[Saved entries]
◆ ◆ ◆ ◆ ◆ ◆ ◆
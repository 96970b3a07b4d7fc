#![warn(clippy::pedantic)]

mod attr;
mod buffer;
mod cell;
mod width;

pub use attr::{Attr, OutputMode};
pub use buffer::CellBuffer;
pub use cell::Cell;
pub use width::wcwidth;
//! Mouse report parsing.
//!
//! Three encodings are recognized, distinguished by their prefix:
//! X10 (`ESC [ M cb cx cy`), SGR 1006 (`ESC [ < b ; x ; y M|m`) and
//! URXVT 1015 (`ESC [ b ; x ; y M`). All three go through one button
//! decoder applied to the raw encoded value.

use smallvec::SmallVec;

use crate::event::{Event, Key, Mod};

/// Longest decimal parameter accepted in a mouse report.
const MAX_PARAM_DIGITS: usize = 8;

pub(crate) enum MouseParse {
    /// A complete mouse event consuming `n` bytes.
    Event { event: Event, n: usize },
    /// A malformed report; skip the `n` bytes consumed up to the
    /// failure.
    Skip { n: usize },
    /// The buffer may still grow into a mouse report.
    Partial,
    /// Not a mouse report.
    NoMatch,
}

/// Try to parse a mouse report off the front of `buf`. The caller has
/// already established that `buf` starts with ESC.
pub(crate) fn extract_mouse(buf: &[u8]) -> MouseParse {
    if let Some(rest) = buf.strip_prefix(b"\x1b[M") {
        // X10: three raw bytes follow.
        if rest.len() < 3 {
            return MouseParse::Partial;
        }
        let (key, mods) = decode_button(u32::from(rest[0]));
        return MouseParse::Event {
            event: Event::Mouse {
                mods,
                key,
                x: i32::from(rest[1]) - 1,
                y: i32::from(rest[2]) - 1,
            },
            n: 6,
        };
    }

    if buf.starts_with(b"\x1b[<") {
        return match parse_params(buf, 3, b"Mm") {
            Params::Done {
                params,
                final_byte,
                n,
            } => {
                if params.len() != 3 {
                    return MouseParse::Skip { n };
                }
                #[allow(clippy::cast_sign_loss)]
                let (mut key, mods) = decode_button(params[0] as u32);
                // SGR reports release with a lowercase final byte.
                if final_byte == b'm' {
                    key = Key::MOUSE_RELEASE;
                }
                MouseParse::Event {
                    event: Event::Mouse {
                        mods,
                        key,
                        x: params[1] - 1,
                        y: params[2] - 1,
                    },
                    n,
                }
            }
            Params::Partial => MouseParse::Partial,
            Params::Bad { n } => MouseParse::Skip { n },
        };
    }

    if buf.len() >= 3 && buf.starts_with(b"\x1b[") && buf[2].is_ascii_digit() {
        // URXVT: plain decimal parameters terminated by `M`.
        return match parse_params(buf, 2, b"M") {
            Params::Done {
                params,
                final_byte: _,
                n,
            } => {
                if params.len() != 3 {
                    return MouseParse::Skip { n };
                }
                #[allow(clippy::cast_sign_loss)]
                let (key, mods) = decode_button(params[0] as u32);
                MouseParse::Event {
                    event: Event::Mouse {
                        mods,
                        key,
                        x: params[1] - 1,
                        y: params[2] - 1,
                    },
                    n,
                }
            }
            Params::Partial => MouseParse::Partial,
            Params::Bad { n } => MouseParse::Skip { n },
        };
    }

    // A prefix of one of the introducers may still complete.
    if b"\x1b[M".starts_with(buf) || b"\x1b[<".starts_with(buf) {
        return MouseParse::Partial;
    }
    MouseParse::NoMatch
}

/// Shared button decoder: button from the low two bits (3 = release),
/// wheel direction over buttons 0/1 when bit 6 is set, motion flag from
/// bit 5.
fn decode_button(b: u32) -> (Key, Mod) {
    let key = match b & 3 {
        0 => {
            if b & 64 != 0 {
                Key::MOUSE_WHEEL_UP
            } else {
                Key::MOUSE_LEFT
            }
        }
        1 => {
            if b & 64 != 0 {
                Key::MOUSE_WHEEL_DOWN
            } else {
                Key::MOUSE_MIDDLE
            }
        }
        2 => Key::MOUSE_RIGHT,
        _ => Key::MOUSE_RELEASE,
    };
    let mods = if b & 32 != 0 {
        Mod::MOTION
    } else {
        Mod::empty()
    };
    (key, mods)
}

enum Params {
    Done {
        params: SmallVec<[i32; 4]>,
        final_byte: u8,
        n: usize,
    },
    Partial,
    Bad {
        n: usize,
    },
}

/// Collect `;`-separated decimal parameters starting at `start`, up to
/// one of the `finals` bytes.
fn parse_params(buf: &[u8], start: usize, finals: &[u8]) -> Params {
    let mut params = SmallVec::new();
    let mut i = start;
    let mut num_start = i;
    loop {
        let Some(&b) = buf.get(i) else {
            return Params::Partial;
        };
        if b.is_ascii_digit() {
            if i - num_start >= MAX_PARAM_DIGITS {
                return Params::Bad { n: i + 1 };
            }
            i += 1;
            continue;
        }
        if num_start == i {
            // Empty parameter.
            return Params::Bad { n: i + 1 };
        }
        let Ok(value) = atoi_simd::parse::<i32>(&buf[num_start..i]) else {
            return Params::Bad { n: i + 1 };
        };
        params.push(value);
        if b == b';' {
            i += 1;
            num_start = i;
            continue;
        }
        if finals.contains(&b) {
            return Params::Done {
                params,
                final_byte: b,
                n: i + 1,
            };
        }
        return Params::Bad { n: i + 1 };
    }
}

#[cfg(test)]
mod tests {
    use super::*;
    use pretty_assertions::assert_eq;

    fn event(buf: &[u8]) -> (Event, usize) {
        match extract_mouse(buf) {
            MouseParse::Event { event, n } => (event, n),
            _ => panic!("expected a mouse event from {buf:?}"),
        }
    }

    #[test]
    fn x10_release() {
        let (ev, n) = event(b"\x1b[MC\x95(");
        assert_eq!(n, 6);
        assert_eq!(
            ev,
            Event::Mouse {
                mods: Mod::empty(),
                key: Key::MOUSE_RELEASE,
                x: 148,
                y: 39,
            }
        );
    }

    #[test]
    fn x10_left_press() {
        let (ev, n) = event(b"\x1b[M\x00!!");
        assert_eq!(n, 6);
        assert_eq!(
            ev,
            Event::Mouse {
                mods: Mod::empty(),
                key: Key::MOUSE_LEFT,
                x: 32,
                y: 32,
            }
        );
    }

    #[test]
    fn sgr_motion_release() {
        let (ev, n) = event(b"\x1b[<35;110;11M");
        assert_eq!(n, 13);
        assert_eq!(
            ev,
            Event::Mouse {
                mods: Mod::MOTION,
                key: Key::MOUSE_RELEASE,
                x: 109,
                y: 10,
            }
        );
    }

    #[test]
    fn sgr_lowercase_final_is_release() {
        let (ev, _) = event(b"\x1b[<0;5;6m");
        assert_eq!(
            ev,
            Event::Mouse {
                mods: Mod::empty(),
                key: Key::MOUSE_RELEASE,
                x: 4,
                y: 5,
            }
        );
    }

    #[test]
    fn urxvt_wheel_down() {
        let (ev, n) = event(b"\x1b[97;14;10M");
        assert_eq!(n, 11);
        assert_eq!(
            ev,
            Event::Mouse {
                mods: Mod::MOTION,
                key: Key::MOUSE_WHEEL_DOWN,
                x: 13,
                y: 9,
            }
        );
    }

    #[test]
    fn short_buffers_are_partial() {
        assert!(matches!(extract_mouse(b"\x1b"), MouseParse::Partial));
        assert!(matches!(extract_mouse(b"\x1b["), MouseParse::Partial));
        assert!(matches!(extract_mouse(b"\x1b[M"), MouseParse::Partial));
        assert!(matches!(extract_mouse(b"\x1b[MC\x95"), MouseParse::Partial));
        assert!(matches!(extract_mouse(b"\x1b[<35;1"), MouseParse::Partial));
        assert!(matches!(extract_mouse(b"\x1b[97;14;10"), MouseParse::Partial));
    }

    #[test]
    fn malformed_reports_skip_consumed_bytes() {
        // Empty parameter.
        assert!(matches!(
            extract_mouse(b"\x1b[<;110;11M"),
            MouseParse::Skip { n: 4 }
        ));
        // Wrong parameter count.
        assert!(matches!(
            extract_mouse(b"\x1b[<35;110M"),
            MouseParse::Skip { n: 10 }
        ));
        // Unexpected terminator.
        assert!(matches!(
            extract_mouse(b"\x1b[<35;110;11Z"),
            MouseParse::Skip { n: 13 }
        ));
    }

    #[test]
    fn non_mouse_csi_does_not_match() {
        assert!(matches!(extract_mouse(b"\x1b[A"), MouseParse::NoMatch));
        assert!(matches!(extract_mouse(b"\x1bOD"), MouseParse::NoMatch));
    }
}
◆ ◆ ◆ ◆ ◆ ◆ ◆
EXERCISE DESCRIPTION: Copy the entries word for word. Start at the first line and end with the line containing "if final_byte == b'm'".

RESPONSE:
repository 96970b3a07b4d7fc
#![warn(clippy::pedantic)]

mod attr;
mod buffer;
mod cell;
mod width;

pub use attr::{Attr, OutputMode};
pub use buffer::CellBuffer;
pub use cell::Cell;
pub use width::wcwidth;
//! Mouse report parsing.
//!
//! Three encodings are recognized, distinguished by their prefix:
//! X10 (`ESC [ M cb cx cy`), SGR 1006 (`ESC [ < b ; x ; y M|m`) and
//! URXVT 1015 (`ESC [ b ; x ; y M`). All three go through one button
//! decoder applied to the raw encoded value.

use smallvec::SmallVec;

use crate::event::{Event, Key, Mod};

/// Longest decimal parameter accepted in a mouse report.
const MAX_PARAM_DIGITS: usize = 8;

pub(crate) enum MouseParse {
    /// A complete mouse event consuming `n` bytes.
    Event { event: Event, n: usize },
    /// A malformed report; skip the `n` bytes consumed up to the
    /// failure.
    Skip { n: usize },
    /// The buffer may still grow into a mouse report.
    Partial,
    /// Not a mouse report.
    NoMatch,
}

/// Try to parse a mouse report off the front of `buf`. The caller has
/// already established that `buf` starts with ESC.
pub(crate) fn extract_mouse(buf: &[u8]) -> MouseParse {
    if let Some(rest) = buf.strip_prefix(b"\x1b[M") {
        // X10: three raw bytes follow.
        if rest.len() < 3 {
            return MouseParse::Partial;
        }
        let (key, mods) = decode_button(u32::from(rest[0]));
        return MouseParse::Event {
            event: Event::Mouse {
                mods,
                key,
                x: i32::from(rest[1]) - 1,
                y: i32::from(rest[2]) - 1,
            },
            n: 6,
        };
    }

    if buf.starts_with(b"\x1b[<") {
        return match parse_params(buf, 3, b"Mm") {
            Params::Done {
                params,
                final_byte,
                n,
            } => {
                if params.len() != 3 {
                    return MouseParse::Skip { n };
                }
                #[allow(clippy::cast_sign_loss)]
                let (mut key, mods) = decode_button(params[0] as u32);
                // SGR reports release with a lowercase final byte.
                if final_byte == b'm' {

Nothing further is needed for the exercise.